=== ACTION ITEM ===
Copy out each line containing "Serialize" from the entries below.

=== MATERIAL FOR THIS EXERCISE ===
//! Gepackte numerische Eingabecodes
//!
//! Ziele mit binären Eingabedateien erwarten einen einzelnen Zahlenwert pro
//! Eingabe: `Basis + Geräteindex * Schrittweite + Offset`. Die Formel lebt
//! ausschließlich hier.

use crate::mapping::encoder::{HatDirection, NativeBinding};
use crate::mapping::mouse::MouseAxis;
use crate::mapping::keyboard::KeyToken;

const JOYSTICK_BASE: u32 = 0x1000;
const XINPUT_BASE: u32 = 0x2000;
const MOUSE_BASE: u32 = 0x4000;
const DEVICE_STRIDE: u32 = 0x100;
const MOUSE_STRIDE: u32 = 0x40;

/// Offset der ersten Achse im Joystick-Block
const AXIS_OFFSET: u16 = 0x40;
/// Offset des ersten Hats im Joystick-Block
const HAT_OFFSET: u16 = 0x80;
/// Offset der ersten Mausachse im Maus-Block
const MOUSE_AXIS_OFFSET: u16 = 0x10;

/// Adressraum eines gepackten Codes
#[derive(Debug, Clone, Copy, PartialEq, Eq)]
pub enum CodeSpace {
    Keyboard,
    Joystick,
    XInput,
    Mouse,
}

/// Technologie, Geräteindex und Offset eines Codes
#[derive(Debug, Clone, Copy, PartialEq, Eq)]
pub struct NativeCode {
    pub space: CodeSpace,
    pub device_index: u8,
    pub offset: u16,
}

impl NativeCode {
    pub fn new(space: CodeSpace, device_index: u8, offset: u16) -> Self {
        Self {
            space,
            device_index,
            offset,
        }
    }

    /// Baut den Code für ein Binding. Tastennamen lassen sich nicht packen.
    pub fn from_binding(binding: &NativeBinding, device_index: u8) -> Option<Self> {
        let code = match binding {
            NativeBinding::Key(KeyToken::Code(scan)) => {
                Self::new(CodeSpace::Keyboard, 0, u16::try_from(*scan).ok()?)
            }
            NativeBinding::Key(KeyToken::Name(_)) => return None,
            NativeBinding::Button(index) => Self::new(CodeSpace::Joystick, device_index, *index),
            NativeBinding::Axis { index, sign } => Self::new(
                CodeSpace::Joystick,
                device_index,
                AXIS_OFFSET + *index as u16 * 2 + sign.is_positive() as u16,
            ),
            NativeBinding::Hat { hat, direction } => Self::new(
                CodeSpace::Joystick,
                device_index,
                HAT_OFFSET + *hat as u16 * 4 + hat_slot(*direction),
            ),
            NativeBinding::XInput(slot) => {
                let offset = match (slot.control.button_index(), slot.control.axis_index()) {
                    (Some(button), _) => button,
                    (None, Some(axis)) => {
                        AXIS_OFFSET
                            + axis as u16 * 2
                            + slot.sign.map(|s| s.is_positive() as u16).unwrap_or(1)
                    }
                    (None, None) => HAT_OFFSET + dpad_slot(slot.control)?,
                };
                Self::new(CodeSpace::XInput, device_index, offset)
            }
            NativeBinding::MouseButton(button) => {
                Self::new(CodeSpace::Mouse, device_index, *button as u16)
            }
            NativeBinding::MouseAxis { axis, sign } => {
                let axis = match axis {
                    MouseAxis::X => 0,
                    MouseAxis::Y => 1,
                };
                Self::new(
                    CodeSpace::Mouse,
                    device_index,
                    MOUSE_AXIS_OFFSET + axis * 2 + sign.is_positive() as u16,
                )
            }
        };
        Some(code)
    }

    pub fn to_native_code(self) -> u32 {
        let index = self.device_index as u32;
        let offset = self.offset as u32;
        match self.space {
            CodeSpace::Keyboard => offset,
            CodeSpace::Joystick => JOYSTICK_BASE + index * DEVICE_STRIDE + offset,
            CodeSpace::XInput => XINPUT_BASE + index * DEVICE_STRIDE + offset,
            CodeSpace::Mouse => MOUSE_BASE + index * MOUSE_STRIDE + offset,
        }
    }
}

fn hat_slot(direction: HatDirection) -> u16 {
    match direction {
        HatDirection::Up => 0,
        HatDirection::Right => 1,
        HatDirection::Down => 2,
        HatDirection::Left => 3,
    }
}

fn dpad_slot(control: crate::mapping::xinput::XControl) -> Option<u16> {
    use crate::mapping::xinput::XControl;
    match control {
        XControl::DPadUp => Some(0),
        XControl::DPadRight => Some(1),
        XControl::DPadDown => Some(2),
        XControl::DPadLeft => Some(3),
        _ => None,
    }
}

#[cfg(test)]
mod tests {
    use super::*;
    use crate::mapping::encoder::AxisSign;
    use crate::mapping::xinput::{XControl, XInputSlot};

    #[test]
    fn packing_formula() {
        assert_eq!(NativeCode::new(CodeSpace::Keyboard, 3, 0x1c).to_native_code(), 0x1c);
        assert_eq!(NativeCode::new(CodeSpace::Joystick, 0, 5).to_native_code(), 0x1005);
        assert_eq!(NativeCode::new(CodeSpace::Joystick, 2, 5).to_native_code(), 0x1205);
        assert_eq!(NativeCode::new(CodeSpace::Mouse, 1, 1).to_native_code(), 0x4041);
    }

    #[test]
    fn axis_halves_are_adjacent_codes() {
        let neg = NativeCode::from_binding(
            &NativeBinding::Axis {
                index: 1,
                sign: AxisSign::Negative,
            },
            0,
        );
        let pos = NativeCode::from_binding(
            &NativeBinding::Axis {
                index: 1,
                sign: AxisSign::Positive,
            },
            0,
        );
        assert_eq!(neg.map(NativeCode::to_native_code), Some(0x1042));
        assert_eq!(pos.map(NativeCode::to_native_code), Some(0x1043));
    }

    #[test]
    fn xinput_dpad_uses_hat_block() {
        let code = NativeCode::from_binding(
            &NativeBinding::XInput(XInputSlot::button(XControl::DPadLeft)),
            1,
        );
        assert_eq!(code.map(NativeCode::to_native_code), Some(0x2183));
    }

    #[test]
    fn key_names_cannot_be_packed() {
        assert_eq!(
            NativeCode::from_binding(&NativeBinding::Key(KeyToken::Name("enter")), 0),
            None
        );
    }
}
* * *
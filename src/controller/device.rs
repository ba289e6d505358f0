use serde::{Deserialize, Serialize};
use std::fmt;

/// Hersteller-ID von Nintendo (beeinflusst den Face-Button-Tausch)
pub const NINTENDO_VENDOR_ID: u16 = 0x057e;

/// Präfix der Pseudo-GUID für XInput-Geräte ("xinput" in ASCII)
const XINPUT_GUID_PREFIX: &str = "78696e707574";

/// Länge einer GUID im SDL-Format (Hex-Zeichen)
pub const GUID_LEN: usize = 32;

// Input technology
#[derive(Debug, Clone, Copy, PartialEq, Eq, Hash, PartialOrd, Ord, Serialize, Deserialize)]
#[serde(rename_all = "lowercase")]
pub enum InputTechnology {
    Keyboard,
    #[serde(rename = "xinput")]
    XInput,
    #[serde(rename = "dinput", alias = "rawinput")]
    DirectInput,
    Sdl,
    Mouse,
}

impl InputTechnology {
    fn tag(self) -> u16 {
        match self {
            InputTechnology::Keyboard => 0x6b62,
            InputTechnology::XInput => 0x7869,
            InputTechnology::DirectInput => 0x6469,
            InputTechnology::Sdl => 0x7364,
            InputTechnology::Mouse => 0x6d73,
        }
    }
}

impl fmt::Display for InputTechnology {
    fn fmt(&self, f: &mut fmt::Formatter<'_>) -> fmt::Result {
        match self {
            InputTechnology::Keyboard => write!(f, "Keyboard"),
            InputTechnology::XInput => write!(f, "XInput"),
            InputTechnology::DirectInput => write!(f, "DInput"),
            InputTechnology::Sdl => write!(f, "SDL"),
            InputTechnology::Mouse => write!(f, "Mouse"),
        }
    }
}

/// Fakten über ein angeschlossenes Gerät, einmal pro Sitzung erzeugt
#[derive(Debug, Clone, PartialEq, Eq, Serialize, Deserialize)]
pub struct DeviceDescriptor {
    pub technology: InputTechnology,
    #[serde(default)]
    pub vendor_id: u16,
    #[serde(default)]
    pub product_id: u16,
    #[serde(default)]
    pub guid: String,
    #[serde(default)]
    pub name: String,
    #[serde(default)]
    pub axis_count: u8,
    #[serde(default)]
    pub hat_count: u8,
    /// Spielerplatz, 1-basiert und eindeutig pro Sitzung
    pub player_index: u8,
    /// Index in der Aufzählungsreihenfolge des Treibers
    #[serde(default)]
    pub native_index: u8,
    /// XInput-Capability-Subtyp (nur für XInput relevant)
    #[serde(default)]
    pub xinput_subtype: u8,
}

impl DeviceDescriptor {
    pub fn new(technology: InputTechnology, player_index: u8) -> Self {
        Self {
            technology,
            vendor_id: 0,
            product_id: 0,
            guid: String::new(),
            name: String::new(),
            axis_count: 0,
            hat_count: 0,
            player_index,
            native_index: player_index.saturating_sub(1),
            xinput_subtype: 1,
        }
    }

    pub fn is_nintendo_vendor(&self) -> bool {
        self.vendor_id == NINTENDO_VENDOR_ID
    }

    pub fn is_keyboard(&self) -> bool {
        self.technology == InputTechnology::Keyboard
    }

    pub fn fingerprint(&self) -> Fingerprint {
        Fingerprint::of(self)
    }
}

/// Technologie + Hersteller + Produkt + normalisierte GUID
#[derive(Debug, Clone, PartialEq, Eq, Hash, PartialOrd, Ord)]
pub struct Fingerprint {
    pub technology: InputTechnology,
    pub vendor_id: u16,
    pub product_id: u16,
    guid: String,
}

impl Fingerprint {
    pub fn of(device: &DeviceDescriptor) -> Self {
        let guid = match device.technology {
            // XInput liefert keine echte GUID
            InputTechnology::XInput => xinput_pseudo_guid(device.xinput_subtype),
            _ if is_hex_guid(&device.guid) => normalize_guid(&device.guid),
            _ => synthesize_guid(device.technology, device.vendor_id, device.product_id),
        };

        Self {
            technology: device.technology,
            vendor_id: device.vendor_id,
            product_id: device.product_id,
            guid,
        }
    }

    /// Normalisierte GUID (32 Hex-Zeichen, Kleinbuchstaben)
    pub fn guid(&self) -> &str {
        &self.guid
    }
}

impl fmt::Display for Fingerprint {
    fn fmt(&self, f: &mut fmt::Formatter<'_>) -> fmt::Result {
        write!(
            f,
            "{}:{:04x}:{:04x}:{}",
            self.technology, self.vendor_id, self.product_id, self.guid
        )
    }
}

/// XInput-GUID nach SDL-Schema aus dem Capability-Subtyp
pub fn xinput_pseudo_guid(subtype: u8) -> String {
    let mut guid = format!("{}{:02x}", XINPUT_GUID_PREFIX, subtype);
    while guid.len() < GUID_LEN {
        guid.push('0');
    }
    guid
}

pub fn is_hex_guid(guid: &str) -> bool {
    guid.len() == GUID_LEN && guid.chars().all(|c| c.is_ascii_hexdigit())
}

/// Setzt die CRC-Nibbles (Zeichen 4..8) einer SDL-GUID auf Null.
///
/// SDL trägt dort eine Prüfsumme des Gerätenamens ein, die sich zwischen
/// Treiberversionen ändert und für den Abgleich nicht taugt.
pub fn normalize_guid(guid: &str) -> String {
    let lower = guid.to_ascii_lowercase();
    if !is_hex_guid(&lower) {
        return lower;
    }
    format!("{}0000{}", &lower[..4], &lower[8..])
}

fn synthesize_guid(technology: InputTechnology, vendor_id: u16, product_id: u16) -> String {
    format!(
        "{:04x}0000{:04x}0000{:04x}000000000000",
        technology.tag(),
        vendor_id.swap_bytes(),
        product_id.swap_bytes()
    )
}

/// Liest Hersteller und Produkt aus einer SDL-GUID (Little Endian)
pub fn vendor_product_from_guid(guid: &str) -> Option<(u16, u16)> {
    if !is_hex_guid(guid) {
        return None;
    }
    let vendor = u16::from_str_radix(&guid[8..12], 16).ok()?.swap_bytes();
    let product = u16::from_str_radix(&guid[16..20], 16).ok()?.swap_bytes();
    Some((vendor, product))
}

=== OUTPUT OF THE TASK ===
use serde::{Deserialize, Serialize};
#[derive(Debug, Clone, Copy, PartialEq, Eq, Hash, PartialOrd, Ord, Serialize, Deserialize)]
#[derive(Debug, Clone, PartialEq, Eq, Serialize, Deserialize)]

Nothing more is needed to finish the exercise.